Short daily renewal of Consecration to the Immaculate Heart of Mary.
Queen of the Most Holy Rosary, I renew my consecration to you and to your Immaculate Heart. Please accept me, my dear Mother, and use me as you wish to accomplish your designs upon the world. I am all yours, my Mother, my Queen, and all that I have is yours.

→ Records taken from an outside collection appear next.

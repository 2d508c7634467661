//! Exit codes with a meaning beyond plain success/failure.
//!
//! The package manager reports several "nothing to do" outcomes as non-zero
//! HRESULT-style codes. Those are treated as success when installing.

pub const SUCCESS: i32 = 0;

/// Recorded when the invocation itself failed and no native code exists.
pub const INVOCATION_ERROR: i32 = -1;

/// 0x8A15002B: no applicable update found.
pub const UPDATE_NOT_APPLICABLE: i32 = 0x8A15_002B_u32 as i32;

/// 0x8A150061: package already installed.
pub const PACKAGE_ALREADY_INSTALLED: i32 = 0x8A15_0061_u32 as i32;

/// 0x8A15010D: installer reports the application is already installed.
pub const INSTALL_ALREADY_INSTALLED: i32 = 0x8A15_010D_u32 as i32;

/// 0x8A150014: a query matched no installed package. Only meaningful for
/// inventory queries, never an install outcome.
pub const NO_PACKAGES_FOUND: i32 = 0x8A15_0014_u32 as i32;

pub const NOOP_SUCCESS_CODES: [i32; 3] = [
    UPDATE_NOT_APPLICABLE,
    PACKAGE_ALREADY_INSTALLED,
    INSTALL_ALREADY_INSTALLED,
];

pub fn is_noop_success(code: i32) -> bool {
    NOOP_SUCCESS_CODES.contains(&code)
}

pub fn is_install_success(code: i32) -> bool {
    code == SUCCESS || is_noop_success(code)
}
//! Pin Command
//!
//! Adds or removes a pin directly and mirrors it into the manifest.

use super::{Session, write_back_store};
use crate::core::result::BestEffort;
use crate::core::types::{ManifestSource, PackageDefinition, PinType};
use crate::error::{Result, SyncError};
use crate::manifest;
use crate::ui as output;

#[derive(Debug)]
pub enum PinOptions {
    Add {
        id: String,
        version: Option<String>,
        pin_type: Option<PinType>,
        force: bool,
        save: bool,
        source: ManifestSource,
    },
    Remove {
        id: String,
        save: bool,
        source: ManifestSource,
    },
}

fn set_pin(entry: &mut PackageDefinition, canonical: &str, version: &str, pin_type: Option<PinType>) {
    entry.id = canonical.to_string();
    entry.pin = Some(version.to_string());
    entry.pin_type = pin_type.map(|t| t.as_str().to_string());
}

fn clear_pin(entry: &mut PackageDefinition) {
    entry.pin = None;
    entry.pin_type = None;
}

fn applied(outcome: BestEffort, id: &str) -> Result<()> {
    match outcome {
        BestEffort::Ignored { code } => Err(SyncError::PackageOperation {
            id: id.to_string(),
            code,
        }),
        _ => Ok(()),
    }
}

pub fn run(options: PinOptions) -> Result<()> {
    match options {
        PinOptions::Add {
            id,
            version,
            pin_type,
            force,
            save,
            source,
        } => add(&id, version, pin_type, force, save, &source),
        PinOptions::Remove { id, save, source } => remove(&id, save, &source),
    }
}

fn add(
    id: &str,
    version: Option<String>,
    pin_type: Option<PinType>,
    force: bool,
    save: bool,
    source: &ManifestSource,
) -> Result<()> {
    let session = Session::locked()?;
    let store = write_back_store(source, &session.settings, save)?;
    let engine = session.engine();

    let package = session
        .context
        .inventory
        .find_by_id(id)?
        .ok_or_else(|| SyncError::PackageNotFound(format!("{} is not installed", id)))?;
    let version = version.unwrap_or_else(|| package.version.clone());

    applied(engine.add_pin(&package.id, &version, pin_type, force), &package.id)?;
    output::success(&format!("Pinned {} to {}", package.id, version));

    if let Some(store) = store {
        manifest::upsert_entry(store.as_ref(), id, |entry| {
            set_pin(entry, &package.id, &version, pin_type)
        })?;
        output::info(&format!("Recorded pin in {}", store.describe()));
    }

    Ok(())
}

fn remove(id: &str, save: bool, source: &ManifestSource) -> Result<()> {
    let session = Session::locked()?;
    let store = write_back_store(source, &session.settings, save)?;
    let engine = session.engine();

    applied(engine.remove_pin(id), id)?;
    output::success(&format!("Removed pin of {}", id));

    if let Some(store) = store {
        match manifest::modify_entry(store.as_ref(), id, clear_pin)? {
            Some(_) => output::info(&format!("Cleared pin in {}", store.describe())),
            None => output::info(&format!("{} is not in the manifest", id)),
        }
    }

    Ok(())
}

Lest there should be any misconception about the place of devotion to Mary in Catholic piety, we honor in a special way the Immaculate Heart of the Mother of Jesus, i.e., the person of Mary in her eminent sanctity and glorification by God, because it is the wish of her Son - as Our Lady revealed in her second apparition at Fatima. Jesus knows well that true devotion to His Mother leads souls to Him. As Pope Paul VI wrote in his encyclical celebrating the centenary of the apparitions at Lourdes:
"Everything in Mary leads us toward her Son, our only Savior, by whose foreseen merits she was preserved immaculate and full of grace; everything in Mary lifts up our hearts to the praise of the Holy Trinity."
And as Our Lady assured Lucy, June 13, 1917:
"I will never abandon you, my child. My Immaculate Heart will be your refuge and the way that will lead you to God."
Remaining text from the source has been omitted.